Action item: The string "HttpReporter" may appear in lines of the listing. Report each line where it does.

Source data:

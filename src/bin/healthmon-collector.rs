//! healthmon collector.
//!
//! Runs the configured health checks on an interval and reports each result
//! to the storage API.

use healthmon::collector::{report_routes, Collector, HttpReporter};
use healthmon::config::MonitorSettings;
use healthmon::lifetime::Lifetime;
use healthmon::probe::ProbeRegistry;

use std::net::SocketAddr;
use std::sync::Arc;
use tracing_subscriber::{layer::SubscriberExt, util::SubscriberInitExt};

#[tokio::main]
async fn main() -> Result<(), Box<dyn std::error::Error + Send + Sync>> {
    // Initialize logging
    tracing_subscriber::registry()
        .with(tracing_subscriber::fmt::layer())
        .with(tracing_subscriber::EnvFilter::from_default_env()
            .add_directive("healthmon=info".parse()?))
        .init();

    // Load configuration
    let settings = MonitorSettings::load()?;
    tracing::info!(
        "Starting collector for application {} on {}",
        settings.application_id,
        settings.server_name
    );
    tracing::info!("Reporting to {}", settings.storage_api);

    let reporter = Arc::new(HttpReporter::new(&settings.storage_api, settings.report_timeout())?);
    let lifetime = Lifetime::new();
    let collector = Collector::from_settings(&settings, &ProbeRegistry::with_builtin(), reporter, lifetime)?;

    let handle = collector.start();

    if let Some(port) = settings.health_port {
        let listener = tokio::net::TcpListener::bind(SocketAddr::from(([0, 0, 0, 0], port))).await?;
        tracing::info!("Serving /health on {}", listener.local_addr()?);
        let routes = report_routes(handle.reports());
        tokio::spawn(async move {
            if let Err(e) = axum::serve(listener, routes).await {
                tracing::error!("Health endpoint failed: {}", e);
            }
        });
    }

    tokio::signal::ctrl_c().await?;
    tracing::info!("Shutdown requested, stopping collector");

    handle.shutdown(settings.shutdown_timeout()).await;

    Ok(())
}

Exercise answer:
use healthmon::collector::{report_routes, Collector, HttpReporter};
    let reporter = Arc::new(HttpReporter::new(&settings.storage_api, settings.report_timeout())?);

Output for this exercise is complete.